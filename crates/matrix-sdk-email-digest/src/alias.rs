// Copyright 2025 The Matrix.org Foundation C.I.C.
//
// Licensed under the Apache License, Version 2.0 (the "License");
// you may not use this file except in compliance with the License.
// You may obtain a copy of the License at
//
//     http://www.apache.org/licenses/LICENSE-2.0
//
// Unless required by applicable law or agreed to in writing, software
// distributed under the License is distributed on an "AS IS" BASIS,
// WITHOUT WARRANTIES OR CONDITIONS OF ANY KIND, either express or implied.
// See the License for the specific language governing permissions and
// limitations under the License.

use ruma::events::StateEventType;
use serde_json::Value as JsonValue;
use tracing::warn;

use crate::{EventStore, RoomStateSnapshot};

/// Get the canonical alias of a room out of its state.
///
/// Returns `None` if the room has no `m.room.canonical_alias` state, if the
/// event can't be fetched, or if its `alias` isn't a string. Failures are
/// logged, never returned.
pub(crate) async fn resolve_canonical_alias<S: EventStore>(
    store: &S,
    state: &RoomStateSnapshot,
) -> Option<String> {
    let event_id = state.get(&StateEventType::RoomCanonicalAlias, "")?;

    let event = match store.get_event(event_id).await {
        Ok(event) => event,
        Err(error) => {
            warn!(%event_id, "Error fetching canonical alias: {error}");
            return None;
        }
    };

    match event.get_field::<JsonValue>("content") {
        Ok(content) => content?.get("alias")?.as_str().map(ToOwned::to_owned),
        Err(error) => {
            warn!(%event_id, "Error reading canonical alias content: {error}");
            None
        }
    }
}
◇ ◇ ◇ ◇ ◇
■ What to do: Reproduce exactly the lines running from the one with "logged, never returned." to the last line of the listing above. Add nothing else.

■ Exercise output:
/// logged, never returned.
pub(crate) async fn resolve_canonical_alias<S: EventStore>(
    store: &S,
    state: &RoomStateSnapshot,
) -> Option<String> {
    let event_id = state.get(&StateEventType::RoomCanonicalAlias, "")?;

    let event = match store.get_event(event_id).await {
        Ok(event) => event,
        Err(error) => {
            warn!(%event_id, "Error fetching canonical alias: {error}");
            return None;
        }
    };

    match event.get_field::<JsonValue>("content") {
        Ok(content) => content?.get("alias")?.as_str().map(ToOwned::to_owned),
        Err(error) => {
            warn!(%event_id, "Error reading canonical alias content: {error}");
            None
        }
    }
}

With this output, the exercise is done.